According to the official version of events, Deng turned his attention to the future of Hong Kong in 1978. The Communist Party's Central Committee was preparing its radical programme of economic reform, the scheme for so called "socialist modernisation", and was devising ways of "achieving the reunification of the motherland".
Deng Xiaoping knew that China would never achieve modernisation without help from overseas Chinese compatriots, especially those in Hong Kong. It had long served as China's economic window on the world. Now Hong Kong was to become more than a mere entrepot: it was to provide both the capital and know-how needed to breathe new life into the elephantine Chinese economy.
Deng was also aware that China had the opportunity to realise its historic dream of recovering sovereignty over Hong Kong. The humiliating treaty which ceded a part of the Chinese mainland for a period of 99 years was due to expire in 1997. Hong Kong island itself had been ceded in perpetuity back in 1842, but it was clear that the island could not survive without the mainland territory.
Deeply conscious of Chinese history and his place in it, Deng Xiaoping made it a priority to expunge the disgrace of foreign occupation of Chinese soil. He was not going to be another Li Hongzhang, the Qing dynasty official who signed the treaty handing over Hong Kong to the British. As he told Margaret Thatcher in 1982 "no Chinese leader or government would be able to justify themselves" for failing to secure the return of the territory. "It would mean the present Chinese government was just like the government of the late Qing Dynasty".

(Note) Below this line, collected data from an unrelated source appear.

impl Subscription {
    fn server_id(&self) -> Option<u32> {
        self.revised.map(|r| r.subscription_id)
    }

    fn notify(&self, notification: SubscriptionNotification) {
        // A dropped stream only means nobody listens.
        let _ = self.sender.send(notification);
    }
}

/// Copy of a subscription taken for recovery.
#[derive(Debug, Clone)]
pub struct SubscriptionSnapshot {
    /// Client handle.
    pub handle: SubscriptionHandle,
    /// Current server binding.
    pub server_id: Option<u32>,
    /// Requested parameters.
    pub parameters: SubscriptionParameters,
    /// All item definitions.
    pub items: Vec<MonitoredItem>,
    /// Items without a server binding.
    pub unbound_items: Vec<MonitoredItem>,
    /// Next sequence number expected.
    pub next_sequence_number: u32,
    /// Current state.
    pub state: SubscriptionState,
}

/// Read-only view of a subscription.
#[derive(Debug, Clone, PartialEq)]
pub struct SubscriptionInfo {
    /// Client handle.
    pub handle: SubscriptionHandle,
    /// State.
    pub state: SubscriptionState,
    /// Requested parameters.
    pub parameters: SubscriptionParameters,
    /// Revised parameters of the current binding.
    pub revised: Option<RevisedParameters>,
    /// Item definitions.
    pub items: Vec<MonitoredItem>,
    /// Last consumed sequence number.
    pub last_sequence_number: u32,
    /// Notification messages delivered.
    pub delivered: u64,
    /// Gaps reported.
    pub gaps: u64,
}

/// Result of [`SubscriptionRegistry::deliver`].
#[derive(Debug, Clone, PartialEq)]
pub enum Delivery {
    /// Delivered to the subscriber.
    Delivered {
        /// Subscription.
        handle: SubscriptionHandle,
        /// Number of data changes.
        changes: usize,
    },
    /// Keep-alive, nothing missing.
    KeepAlive {
        /// Subscription.
        handle: SubscriptionHandle,
    },
    /// Already consumed; dropped.
    Duplicate {
        /// Subscription.
        handle: SubscriptionHandle,
    },
    /// Earlier messages are missing. `held` is delivered after the gap is
    /// repaired or reported.
    Gap {
        /// Subscription.
        handle: SubscriptionHandle,
        /// Server subscription id.
        server_id: u32,
        /// Missing sequence numbers.
        missing: RangeInclusive<u32>,
        /// The message that revealed the gap.
        held: Option<NotificationMessage>,
    },
    /// No subscription is bound to the server id.
    Unknown,
}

However Deng knew it would not be enough to satisfy Chinese national pride; fears of the Hong Kong people also needed to be allayed. More important was to reassure the people of Taiwan, occupied by the anti-Communist Nationalist government, which he also wanted returned to the Chinese fold.
To do so, he developed the "one country, two systems" concept under which, according to Deng, "the main part of China must maintain socialism, but a capitalist system will be allowed to exist in certain areas, such as Hong Kong and Taiwan". Capitalist influences would also be allowed in to "supplement the socialist economy".

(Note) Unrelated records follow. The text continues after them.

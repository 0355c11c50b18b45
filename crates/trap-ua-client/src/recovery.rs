// SPDX-License-Identifier: PolyForm-Noncommercial-1.0.0
// Copyright (c) 2025 Sylvex. All rights reserved.

//! Subscription recovery.
//!
//! After the channel and session are back, every subscription is reconciled
//! with the server. Whether the server still holds a subscription is found
//! out empirically:
//!
//! - **Resumed**: Republish of the next expected sequence number is accepted
//!   (or answers "no such message"). Republish is then repeated until the
//!   server has nothing more, and every message goes through the
//!   subscription's sequencer.
//! - **Recreated**: the server answers `BadSubscriptionIdInvalid`. A new
//!   subscription with the same requested parameters is created and every
//!   monitored item is re-created from its cached definition. Values
//!   produced while the subscription was gone are lost.
//!
//! When the session itself had to be recreated, TransferSubscriptions is
//! tried first; subscriptions it cannot move are recreated.
//!
//! Subscriptions are recovered concurrently. A failure of one does not stop
//! the others; it is retried later. A network failure aborts the whole
//! attempt so the reconnection loop can start over.

use std::collections::HashMap;
use std::fmt;
use std::ops::RangeInclusive;
use std::sync::atomic::{AtomicU64, Ordering};
use std::sync::Arc;
use std::time::Duration;

use futures::future::join_all;
use tracing::{debug, info, warn};

use crate::channel::{unexpected_response, Channel};
use crate::config::ClientConfig;
use crate::error::{SubscriptionError, UaError, UaResult};
use crate::session::{SessionManager, SessionRecovery};
use crate::subscription::{
    successor, Delivery, MonitoredItem, RevisedParameters, SubscriptionHandle,
    SubscriptionRegistry, SubscriptionState,
};
use crate::transport::{NotificationMessage, ServiceRequest, ServiceResponse};
use crate::types::StatusCode;

/// Upper bound on Republish calls spent on one steady-state gap.
const MAX_REPUBLISH_PER_GAP: u32 = 256;

// =============================================================================
// Outcomes
// =============================================================================

/// How one subscription came back.
#[derive(Debug, Clone)]
pub enum RecoveryOutcome {
    /// The server still held it; `republished` messages were recovered.
    Resumed {
        /// Messages recovered through Republish.
        republished: u32,
    },
    /// The server had dropped it and it was recreated.
    Recreated {
        /// Server id of the lost subscription.
        previous: u32,
        /// Server id of the new subscription.
        subscription_id: u32,
    },
    /// It had never been created on the server and now is.
    Created {
        /// Server id.
        subscription_id: u32,
    },
    /// Recovery failed; it will be retried.
    Failed {
        /// Cause.
        error: UaError,
    },
}

impl RecoveryOutcome {
    /// Returns `true` unless the outcome is [`RecoveryOutcome::Failed`].
    pub fn is_success(&self) -> bool {
        !matches!(self, Self::Failed { .. })
    }
}

impl fmt::Display for RecoveryOutcome {
    fn fmt(&self, f: &mut fmt::Formatter<'_>) -> fmt::Result {
        match self {
            Self::Resumed { republished } => write!(f, "resumed ({republished} republished)"),
            Self::Recreated { previous, subscription_id } => {
                write!(f, "recreated ({previous} -> {subscription_id})")
            }
            Self::Created { subscription_id } => write!(f, "created ({subscription_id})"),
            Self::Failed { error } => write!(f, "failed: {error}"),
        }
    }
}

This was the genesis of both the idea that Hong Kong could remain capitalist, albeit under the sovereignty of a Communist state, and that other cities, notably in the south, would be allowed to develop along capitalist lines, providing a spur to the rest of the economy.
The breathtaking economic development of the southern parts of the country, aided by Hong Kong and Taiwanese entrepreneurs, succeeded beyond Deng's wildest dreams. Using freedoms carved out by Deng and expanding on them, the new entrepreneurs virtually junked the entire state-controlled economy. Hong Kong, now firmly connected to the powerhouse of economic growth in China, leapt into an era of double digit economic growth and general prosperity. Hong Kong businessmen were ready to deify the name of Deng Xiaoping.

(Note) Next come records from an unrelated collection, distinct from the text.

// SPDX-License-Identifier: PolyForm-Noncommercial-1.0.0
// Copyright (c) 2025 Sylvex. All rights reserved.

//! Resilient OPC UA client connections for the TRAP gateway.
//!
//! This crate keeps an OPC UA client usable across network outages, server
//! restarts and session expiry. It owns the connection lifecycle only: the
//! byte-level transport is supplied by the application through the
//! [`UaTransport`] trait.
//!
//! # Features
//!
//! - Exponential backoff with jitter and a bounded or unbounded retry budget
//! - Secure channel management with loss detection and token renewal
//! - Session re-activation after short outages, recreation after long ones
//! - Subscription recovery through Republish, TransferSubscriptions or
//!   recreation, with exactly-once in-order notification delivery
//! - Lifecycle events: `backoff`, `start_reconnection`,
//!   `connection_reestablished`, `after_reconnection`, `close`
//!
//! # Error Handling
//!
//! ```text
//! UaError
//! ├── Connection    - Refused, timed out, closed, retries exhausted, cancelled
//! ├── Session       - Creation, activation and expiry
//! ├── Security      - Authentication and protocol version
//! ├── Subscription  - Lost subscriptions, notification gaps, rejected items
//! ├── Service       - Bad status codes from the server
//! ├── Configuration - Invalid settings
//! └── Timeout       - Connect and request timeouts
//! ```
//!
//! Every error maps onto an [`ErrorKind`] which drives the retry policy.
//!
//! # Example
//!
//! ```rust,ignore
//! use trap_ua_client::{ClientConfig, MonitoredItem, NodeId, SubscriptionParameters, UaClient};
//!
//! #[tokio::main]
//! async fn main() -> Result<(), Box<dyn std::error::Error>> {
//!     let config = ClientConfig::builder()
//!         .endpoint("opc.tcp://localhost:4840")
//!         .build()?;
//!
//!     let client = UaClient::new(config, transport)?;
//!     client.connect().await?;
//!
//!     let mut stream = client.create_subscription(SubscriptionParameters::default()).await?;
//!     client
//!         .add_monitored_items(stream.handle(), vec![MonitoredItem::new(NodeId::string(2, "Temperature"))])
//!         .await?;
//!
//!     while let Some(notification) = stream.recv().await {
//!         println!("{notification:?}");
//!     }
//!     Ok(())
//! }
//! ```

#![warn(missing_docs)]
#![warn(rustdoc::missing_crate_level_docs)]
#![deny(unsafe_code)]

pub mod backoff;
pub mod channel;
pub mod client;
pub mod config;
pub mod error;
pub mod logging;
pub mod recovery;
pub mod session;
pub mod subscription;
pub mod transport;
pub mod types;

#[cfg(test)]
mod test_support;

pub use error::{
    ConfigurationError, ConnectionError, ErrorCode, ErrorKind, ErrorSeverity, SecurityError,
    ServiceError, SessionError, SubscriptionError, TimeoutError, UaError, UaResult,
};

pub use types::{
    AttributeId, EndpointUrl, NodeId, NodeIdentifier, SecurityMode, SecurityPolicy, StatusCode,
    UserIdentity,
};

pub use config::{ClientConfig, ClientConfigBuilder, ConfigFormat, SubscriptionDefaults};

pub use backoff::{
    BackoffCanceller, BackoffOutcome, BackoffScheduler, BackoffStep, ConnectionStrategy, MaxRetry,
};

pub use transport::{
    DataValue, NotificationMessage, ServiceRequest, ServiceResponse, TransportConnection,
    TransportEvent, UaTransport, Variant,
};

pub use channel::{Channel, ChannelLost, SecureChannelManager};

pub use session::{Session, SessionManager, SessionRecovery, SessionState, SessionStats, SessionValidity};

pub use subscription::{
    DataChange, MonitoredItem, NotificationSequencer, SequenceCheck, SubscriptionHandle,
    SubscriptionInfo, SubscriptionNotification, SubscriptionParameters, SubscriptionRegistry,
    SubscriptionState, SubscriptionStream,
};

pub use recovery::{RecoveryOutcome, RecoveryReport, RecoveryStats, SubscriptionRecoveryManager};

pub use client::{ClientEvent, ClientStats, ClientStatsSnapshot, ConnectionState, EventStream, UaClient};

Deng had previously indicated that he did not favour any form of full- scale democracy for Hong Kong and even spoke of the need for the Chinese government to intervene in the colony if instability broke out.
As Deng grew older and worrying reports about his health filled the pages of the local press, there was much talk about how Hong Kong would manage after the great man died. The stock market gyrated in tune with the optimistic and pessimistic reports of his health. But his end was a long time coming, and the jitters gave way to what stockbrokers called a "discounting of the Deng factor".
Nevertheless, it remains hard to dispel fears over the uncertainty produced by Deng's death. Although Tiananmen severely dented his image, Deng retained the status of "Hong Kong's protector". No one else has stepped in to fill this role. With just four months until Deng's dream is realised and the colony reverts to China, the lack of a protector makes Hong Kong people uneasy.